Let me just frame this for a second. The entire human population growth from the first Homo sapien to 1830, literally five million years, was less than the population growth from 2000 to 2015, yet there were not great famines. Why?

Capitalism.

This may sound like pandering, but it really isn’t. Capitalism was first condensed in 1776, but it was able to fully evolve and modernize on the onset of the Industrial Revolution.

Here capitalism’s full benefits were realized; the ability to promote innovation which continuously squeezes more and more production from the same inputs.

An acre of farmland is the same size today as it was in 1830, but innovation has increased the production of that land exponentially; and right there is Malthus’ folly.
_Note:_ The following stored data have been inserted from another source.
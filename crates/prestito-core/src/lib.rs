//! Business logic for Prestito: input parsing, payment computation,
//! contract assembly, and the conversation state machine.
//!
//! This crate is transport-agnostic and renderer-agnostic. The engine talks
//! to the PDF backend through the [`engine::ContractRenderer`] trait and
//! returns outbound messages as values, so the whole conversation flow is
//! unit-testable without a live transport.

pub mod contract;
pub mod conversation;
pub mod engine;
pub mod finance;
pub mod input;
//! Locale-tolerant parsing of free-text user input.
//!
//! Users type amounts the way they write them: with a euro sign, with
//! spaces, with either `,` or `.` as the decimal separator, sometimes with
//! thousands grouping. These functions normalize all of that before
//! parsing.
//!
//! Strictness is deliberately uneven: amounts and durations fail with a
//! typed error (the conversation re-prompts), while percentages silently
//! fall back to the configured default on malformed input.

use prestito_types::error::ParseError;
use prestito_types::money::round_currency;
use rust_decimal::{Decimal, RoundingStrategy};

use std::str::FromStr;

/// Strip currency symbols and whitespace, then reduce `,`/`.` usage to a
/// single canonical decimal point.
///
/// Rules:
/// - only one kind of separator, appearing once: it is the decimal point;
/// - only one kind, appearing more than once: thousands grouping, dropped;
/// - both kinds present: the rightmost one is the decimal point, the other
///   is grouping.
fn normalize_numeric(raw: &str) -> String {
    let cleaned: String = raw
        .chars()
        .filter(|c| !c.is_whitespace() && *c != '€')
        .collect();

    let commas = cleaned.matches(',').count();
    let dots = cleaned.matches('.').count();

    match (commas, dots) {
        (0, 0) | (0, 1) => cleaned,
        (1, 0) => cleaned.replace(',', "."),
        (0, _) => cleaned.replace('.', ""),
        (_, 0) => cleaned.replace(',', ""),
        _ => {
            if cleaned.rfind(',') > cleaned.rfind('.') {
                cleaned.replace('.', "").replace(',', ".")
            } else {
                cleaned.replace(',', "")
            }
        }
    }
}

/// Parse a monetary amount.
///
/// Accepts `"100"`, `"100,50"`, `"€ 100,50"`, `" 100.50 "`, `"1.234,56"`,
/// `"1,234.56"`. Rejects empty, non-numeric, and negative input with
/// [`ParseError::InvalidAmount`]. The result carries exactly two fractional
/// digits, rounded half-up.
pub fn parse_currency(raw: &str) -> Result<Decimal, ParseError> {
    let normalized = normalize_numeric(raw);
    if normalized.is_empty() {
        return Err(ParseError::InvalidAmount(raw.trim().to_string()));
    }

    let value = Decimal::from_str(&normalized)
        .map_err(|_| ParseError::InvalidAmount(raw.trim().to_string()))?;

    if value.is_sign_negative() {
        return Err(ParseError::InvalidAmount(raw.trim().to_string()));
    }

    Ok(round_currency(value))
}

/// Parse a loan term as a whole number of months, at least one.
pub fn parse_term(raw: &str) -> Result<u32, ParseError> {
    let trimmed = raw.trim();
    match trimmed.parse::<u32>() {
        Ok(months) if months >= 1 => Ok(months),
        _ => Err(ParseError::InvalidDuration(trimmed.to_string())),
    }
}

/// Parse an optional percentage, falling back to `default`.
///
/// Empty input means "use the default". Malformed or negative input also
/// yields the default instead of an error -- the optional-rate prompts are
/// deliberately lenient, unlike amount and duration.
pub fn parse_rate_or_default(raw: &str, default: Decimal) -> Decimal {
    let without_percent = raw.replace('%', "");
    let normalized = normalize_numeric(&without_percent);
    if normalized.is_empty() {
        return default;
    }

    match Decimal::from_str(&normalized) {
        Ok(value) if !value.is_sign_negative() => {
            value.round_dp_with_strategy(2, RoundingStrategy::MidpointAwayFromZero)
        }
        _ => default,
    }
}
Capitalism allows for the exponential growth of resources.

To step forward to today, capitalism is accelerating in its ability to increase efficiency, but even more impressively is capitalism is beginning to heal the wounds that industrialization causes. Entrepreneurs all over the world are addressing issues from ocean pollution to deforestation to the decreasing population of bees.

Industrialization is a necessary evil to support increased populations and longer life spans; capitalism should be praised for its ability to solve problems, not chastised for the negative externalities of industrialization, externalities that free markets have been increasingly reducing.

Whether it is genetically modifying E. Coli bacteria to produce insulin or building robotic bees, whatever the solution is to a problem, pure capitalism is going to get to a solution faster than any system mankind knows.